Jorge Capitán está procesado por la justicia por el rol que se le adjudicó en el Operativo Independencia, en cuya megacausa el Ministerio Público Fiscal substanció la investigación de delitos contra 269 víctimas, imputando a 138 represores.
El militar negó su participación en la feroz represión que se desató en Tucumán en 1975. Dijo a Tiempo Argentino que arribó allí en 1976. "No me arrepiento de nada", aseguró . "No hice nada malo", redobló, con pretendido tono ameno, como si hablara de una falta menor y no de un crimen contra la humanidad.

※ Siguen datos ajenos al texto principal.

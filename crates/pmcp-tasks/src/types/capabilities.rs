//! Task capability types for MCP server and client initialization.
//!
//! These types are serialized into `experimental.tasks` during capability
//! negotiation. The server advertises what task operations it supports,
//! and the client declares that it supports tasks.
//!
//! # Server Capabilities
//!
//! ```
//! use pmcp_tasks::ServerTaskCapabilities;
//! use serde_json;
//!
//! let caps = ServerTaskCapabilities::full();
//! let json = serde_json::to_value(&caps).unwrap();
//! assert!(json.get("list").is_some());
//! assert!(json.get("cancel").is_some());
//! assert!(json["requests"]["tools"]["call"].is_object());
//! ```

use serde::{Deserialize, Serialize};

/// An empty JSON object `{}` used for boolean-like capability fields.
///
/// The MCP spec uses `{}` to indicate a capability is present (vs. absent/null).
///
/// # Examples
///
/// ```
/// use pmcp_tasks::EmptyObject;
/// use serde_json;
///
/// let obj = EmptyObject {};
/// let json = serde_json::to_value(&obj).unwrap();
/// assert!(json.is_object());
/// assert_eq!(json.as_object().unwrap().len(), 0);
/// ```
#[derive(Debug, Clone, Default, PartialEq, Eq, Serialize, Deserialize)]
pub struct EmptyObject {}

/// Server-side task capabilities advertised during initialization.
///
/// Controls which task operations the server supports. Use convenience
/// constructors [`full()`](Self::full) or [`tools_only()`](Self::tools_only)
/// for common configurations.
///
/// # Examples
///
/// ```
/// use pmcp_tasks::ServerTaskCapabilities;
/// use serde_json;
///
/// // Full capabilities: list, cancel, and tools.call
/// let full = ServerTaskCapabilities::full();
/// let json = serde_json::to_value(&full).unwrap();
/// assert!(json.get("list").is_some());
/// assert!(json.get("cancel").is_some());
/// assert!(json["requests"]["tools"]["call"].is_object());
///
/// // Tools-only: just tools.call, no list/cancel
/// let tools = ServerTaskCapabilities::tools_only();
/// let json = serde_json::to_value(&tools).unwrap();
/// assert!(json.get("list").is_none());
/// assert!(json.get("cancel").is_none());
/// assert!(json["requests"]["tools"]["call"].is_object());
/// ```
#[derive(Debug, Clone, Default, Serialize, Deserialize)]
#[serde(rename_all = "camelCase")]
pub struct ServerTaskCapabilities {
    /// Whether the server supports `tasks/list`. Present as `{}` if supported.
    #[serde(skip_serializing_if = "Option::is_none")]
    pub list: Option<EmptyObject>,

    /// Whether the server supports `tasks/cancel`. Present as `{}` if supported.
    #[serde(skip_serializing_if = "Option::is_none")]
    pub cancel: Option<EmptyObject>,

    /// Request-level task capabilities (e.g., which request types support tasks).
    #[serde(skip_serializing_if = "Option::is_none")]
    pub requests: Option<ServerTaskRequests>,
}

/// Request-level task capability configuration.
///
/// Specifies which request types support task augmentation.
#[derive(Debug, Clone, Default, Serialize, Deserialize)]
#[serde(rename_all = "camelCase")]
pub struct ServerTaskRequests {
    /// Tool-related task capabilities.
    #[serde(skip_serializing_if = "Option::is_none")]
    pub tools: Option<ToolsTaskRequests>,
}

/// Tool-specific task request capabilities.
///
/// Specifies whether `tools/call` supports task augmentation.
#[derive(Debug, Clone, Default, Serialize, Deserialize)]
#[serde(rename_all = "camelCase")]
pub struct ToolsTaskRequests {
    /// Whether `tools/call` supports task augmentation. Present as `{}` if supported.
    #[serde(skip_serializing_if = "Option::is_none")]
    pub call: Option<EmptyObject>,
}

/// Client-side task capabilities declared during initialization.
///
/// The client sets `supported: true` to indicate it can handle task
/// responses and notifications.
///
/// # Examples
///
/// ```
/// use pmcp_tasks::ClientTaskCapabilities;
/// use serde_json;
///
/// let caps = ClientTaskCapabilities { supported: true };
/// let json = serde_json::to_value(&caps).unwrap();
/// assert_eq!(json["supported"], true);
/// ```
#[derive(Debug, Clone, Default, Serialize, Deserialize)]
#[serde(rename_all = "camelCase")]
pub struct ClientTaskCapabilities {
    /// Whether the client supports task responses and notifications.
    pub supported: bool,
}

impl ServerTaskCapabilities {
    /// Creates capabilities with all task operations enabled:
    /// `tasks/list`, `tasks/cancel`, and `tools/call` task augmentation.
    ///
    /// # Examples
    ///
    /// ```
    /// use pmcp_tasks::ServerTaskCapabilities;
    ///
    /// let caps = ServerTaskCapabilities::full();
    /// assert!(caps.list.is_some());
    /// assert!(caps.cancel.is_some());
    /// assert!(caps.requests.is_some());
    /// ```
    pub fn full() -> Self {
        Self {
            list: Some(EmptyObject {}),
            cancel: Some(EmptyObject {}),
            requests: Some(ServerTaskRequests {
                tools: Some(ToolsTaskRequests {
                    call: Some(EmptyObject {}),
                }),
            }),
        }
    }

    /// Creates capabilities with only `tools/call` task augmentation.
    ///
    /// The server will not support `tasks/list` or `tasks/cancel`, but
    /// `tools/call` can return `CreateTaskResult` with a task.
    ///
    /// # Examples
    ///
    /// ```
    /// use pmcp_tasks::ServerTaskCapabilities;
    ///
    /// let caps = ServerTaskCapabilities::tools_only();
    /// assert!(caps.list.is_none());
    /// assert!(caps.cancel.is_none());
    /// assert!(caps.requests.is_some());
    /// ```
    pub fn tools_only() -> Self {
        Self {
            list: None,
            cancel: None,
            requests: Some(ServerTaskRequests {
                tools: Some(ToolsTaskRequests {
                    call: Some(EmptyObject {}),
                }),
            }),
        }
    }
}

#[cfg(test)]
mod tests {
    use super::*;

    #[test]
    fn empty_object_serializes_to_empty_json_object() {
        let obj = EmptyObject {};
        let json = serde_json::to_value(&obj).unwrap();
        assert!(json.is_object());
        assert_eq!(json.as_object().unwrap().len(), 0);
    }

    #[test]
    fn server_task_capabilities_full() {
        let caps = ServerTaskCapabilities::full();
        let json = serde_json::to_value(&caps).unwrap();

        assert!(json.get("list").is_some());
        assert!(json.get("cancel").is_some());
        assert!(json.get("requests").is_some());
        assert!(json["requests"]["tools"]["call"].is_object());
    }

    #[test]
    fn server_task_capabilities_tools_only() {
        let caps = ServerTaskCapabilities::tools_only();
        let json = serde_json::to_value(&caps).unwrap();

        assert!(json.get("list").is_none());
        assert!(json.get("cancel").is_none());
        assert!(json.get("requests").is_some());
        assert!(json["requests"]["tools"]["call"].is_object());
    }

    #[test]
    fn server_task_capabilities_default_is_empty() {
        let caps = ServerTaskCapabilities::default();
        let json = serde_json::to_value(&caps).unwrap();

        assert!(json.get("list").is_none());
        assert!(json.get("cancel").is_none());
        assert!(json.get("requests").is_none());
    }

    #[test]
    fn client_task_capabilities_supported() {
        let caps = ClientTaskCapabilities { supported: true };
        let json = serde_json::to_value(&caps).unwrap();
        assert_eq!(json["supported"], true);
    }

    #[test]
    fn client_task_capabilities_not_supported() {
        let caps = ClientTaskCapabilities { supported: false };
        let json = serde_json::to_value(&caps).unwrap();
        assert_eq!(json["supported"], false);
    }

    #[test]
    fn server_task_capabilities_round_trip() {
        let original = ServerTaskCapabilities::full();
        let json_str = serde_json::to_string(&original).unwrap();
        let back: ServerTaskCapabilities = serde_json::from_str(&json_str).unwrap();

        assert!(back.list.is_some());
        assert!(back.cancel.is_some());
        assert!(back.requests.is_some());
    }

    #[test]
    fn full_capabilities_structure_matches_spec() {
        // Spec shape: { list: {}, cancel: {}, requests: { tools: { call: {} } } }
        let caps = ServerTaskCapabilities::full();
        let json = serde_json::to_value(&caps).unwrap();
        let json_str = serde_json::to_string(&json).unwrap();

        // Verify the nested structure exists
        assert!(json_str.contains("\"list\""));
        assert!(json_str.contains("\"cancel\""));
        assert!(json_str.contains("\"requests\""));
        assert!(json_str.contains("\"tools\""));
        assert!(json_str.contains("\"call\""));
    }
}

Ante la consulta de este diario, Capitán vinculó el accionar del Ejército en el monte tucumano al decreto de aniquilación de la subversión que firmó la presidenta María Martínez de Perón. Lo que obvió mencionar es que aquellos delitos están considerados de lesa humanidad y por eso él está procesado. Se le adjudican homicidios, secuestros y violaciones de domicilio. Poco pareció importarle.
Tras intercambiar unas palabras con Tiempo, Capitán siguió su rutina de violar la disposición que lo autoriza a caminar sólo por la manzana de su domicilio. Una demostración práctica, en plena calle, de algo que el hombre de a pie conoce como impunidad.